Mostly, I enjoy the wisdom of Star Trek.
I'm beginning to think my subconscious mind is predisposed to the nostalgia of relics
-or-
maybe it's just a holodeck.
So -
Fortunately, I'm getting pretty good at lucid dreaming.
While I dream of a person from my past all the time, I'm pretty good at moving on to other things in the dreams.
I had a dream where he apologized to me. I said 'no worries' and took off hiking to admire the pine trees by myself. There was one where I'm in the supermarket and look up from the apples to see him, I take off looking for shoes (at the supermarket....only in a dream would they have stilettoes at a King Soopers).
There were others where he's there and tries to talk to me, I'll respond briefly before finding something in the dream to ogle (usually shoes, guitars or dresses).
Those dreams aren't so bad.
After weeks of these kinds of dreams, I'll feel somewhat normal. I won't be afraid, or worried, or praying or concerned that I care too much about this relic from my past.
Then today
it was a nightmare....
in which
he's speeding down the mountain highway (I-70) and losing control
of a dark vehicle with a grey interior.
I wake up just as he's about to crash into the side of the mountain.
Then I wake up crying and praying that he gets what he wants and needs.
Within hours it flippin' snows (gotta learn to be more specific when I pray)....
and my auntie calls me asking me to drive her and the doggies to the mountains.
Ugh.....NO!
We'll go to Colorado Springs instead.
Why in the world am I dreaming of this guy?
Maybe the answer is in the next scene:
I just need to decide if I'm too old to love -or- if I can find someone else to love differently.
As much as I've tried to set my life up as to not have contact with males, it's not working very well. I've met some fine men with the same hobbies as mine.

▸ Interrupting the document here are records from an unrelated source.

//! Helpers for building index definitions and search documents.

use crate::search::types::ChunkInsert;
use serde_json::{Map, Value, json};
use sha2::{Digest, Sha256};
use time::OffsetDateTime;

pub(crate) const VECTOR_FIELD: &str = "content_vector";
const VECTOR_PROFILE: &str = "docsift-vector-profile";
const VECTOR_ALGORITHM: &str = "docsift-hnsw";
/// Azure AI Search accepts at most 1000 actions per indexing request.
pub(crate) const MAX_BATCH_DOCUMENTS: usize = 1000;
/// Requests are capped at 16 MB; leave room for the envelope.
pub(crate) const MAX_BATCH_BYTES: usize = 15 * 1024 * 1024;

/// Index schema with a cosine HNSW vector field of the given dimension.
pub(crate) fn index_definition(index_name: &str, dimension: usize) -> Value {
    json!({
        "name": index_name,
        "fields": [
            { "name": "id", "type": "Edm.String", "key": true, "filterable": true },
            { "name": "content", "type": "Edm.String", "searchable": true },
            {
                "name": VECTOR_FIELD,
                "type": "Collection(Edm.Single)",
                "searchable": true,
                "dimensions": dimension,
                "vectorSearchProfile": VECTOR_PROFILE
            },
            { "name": "metadata", "type": "Edm.String", "searchable": true },
            { "name": "source", "type": "Edm.String", "filterable": true },
            { "name": "indexed_at", "type": "Edm.DateTimeOffset", "filterable": true, "sortable": true }
        ],
        "vectorSearch": {
            "algorithms": [
                { "name": VECTOR_ALGORITHM, "kind": "hnsw", "hnswParameters": { "metric": "cosine" } }
            ],
            "profiles": [
                { "name": VECTOR_PROFILE, "algorithm": VECTOR_ALGORITHM }
            ]
        }
    })
}

/// Build the `mergeOrUpload` action stored for each chunk.
///
/// The chunk hash is the document key, so re-indexing identical text overwrites in place.
pub(crate) fn build_document(
    chunk: ChunkInsert,
    source: Option<&str>,
    timestamp_rfc3339: &str,
) -> Value {
    let mut document = Map::new();
    document.insert("@search.action".into(), Value::String("mergeOrUpload".into()));
    document.insert("id".into(), Value::String(chunk.chunk_hash));
    document.insert("content".into(), Value::String(chunk.text));
    document.insert(VECTOR_FIELD.into(), json!(chunk.vector));
    document.insert(
        "metadata".into(),
        Value::String(Value::Object(chunk.metadata).to_string()),
    );
    if let Some(source) = source.map(str::trim).filter(|value| !value.is_empty()) {
        document.insert("source".into(), Value::String(source.to_string()));
    }
    document.insert(
        "indexed_at".into(),
        Value::String(timestamp_rfc3339.to_string()),
    );
    Value::Object(document)
}

/// Split indexing actions into request-sized batches, preserving order.
///
/// A batch closes when it reaches `max_documents` actions or when the next action would push
/// its serialized size past `max_bytes`. An action larger than `max_bytes` still gets a batch
/// of its own so the service can reject it with a per-document error.
pub(crate) fn batch_documents(
    documents: Vec<Value>,
    max_documents: usize,
    max_bytes: usize,
) -> Vec<Vec<Value>> {
    let mut batches = Vec::new();
    let mut current = Vec::new();
    let mut current_bytes = 0usize;

    for document in documents {
        let size = document.to_string().len() + 1;
        let full = current.len() >= max_documents || current_bytes + size > max_bytes;
        if full && !current.is_empty() {
            batches.push(std::mem::take(&mut current));
            current_bytes = 0;
        }
        current_bytes += size;
        current.push(document);
    }
    if !current.is_empty() {
        batches.push(current);
    }
    batches
}

/// Decode the metadata column, which is stored as a JSON string.
pub(crate) fn parse_metadata(raw: Option<&str>) -> Map<String, Value> {
    match raw.map(serde_json::from_str::<Value>) {
        Some(Ok(Value::Object(map))) => map,
        Some(Ok(_)) | None => Map::new(),
        Some(Err(error)) => {
            tracing::debug!(error = %error, "Ignoring undecodable chunk metadata");
            Map::new()
        }
    }
}

/// Compute a deterministic SHA-256 hash for the chunk text.
pub fn compute_chunk_hash(text: &str) -> String {
    let mut hasher = Sha256::new();
    hasher.update(text.as_bytes());
    let digest = hasher.finalize();
    hex::encode(digest)
}

/// Current timestamp formatted for document storage.
pub(crate) fn current_timestamp_rfc3339() -> String {
    OffsetDateTime::now_utc()
        .format(&time::format_description::well_known::Rfc3339)
        .unwrap_or_else(|_| "1970-01-01T00:00:00Z".to_string())
}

Maybe.....someday....when I'm a tad bit less busy and freaked out.....
I'll see where I'm at.
Yeah, I have this sordid belief that if I make fun of the dream and share it publicly it won't come true. The ones that I kept to myself came true. I'm an INFJ, too many of my horrible dreams have a tendency to come true.
This one, I'll make public in the hopes that it won't.
If someone has a dark vehicle with a grey interior, I beg him to take it to the shop before heading towards Genesee.
Hopefully this is just the crap stuck in my subconscious mind and there is nothing to it.
May you find what you need and hold on to it.
Don't make the stupid mistakes of a scarred up little old lady who had forgotten how to live.
Maybe tomorrow I'll write about the sheer number of homeless folks I meet walking around in the snow with electric guitars (no cases)
just a duffle bag and a guitar.
I may have to start walking around with a bunch of $20 bills, a few waterproof gig bags to give out and my acoustic guitar.
Maybe I can get a couple of these folks to let me pay them for lessons.
The Divine always brings you that which you need -
you just have to keep your eyes open.
Love ya,
S.
**Well, I may just have to hire a lawyer. Darn it! Just about every day I get called into the boss's office and some stupid lie or accusation gets thrown at me. Today it was bizarre, untrue and could cost me a my license IF it could be proven.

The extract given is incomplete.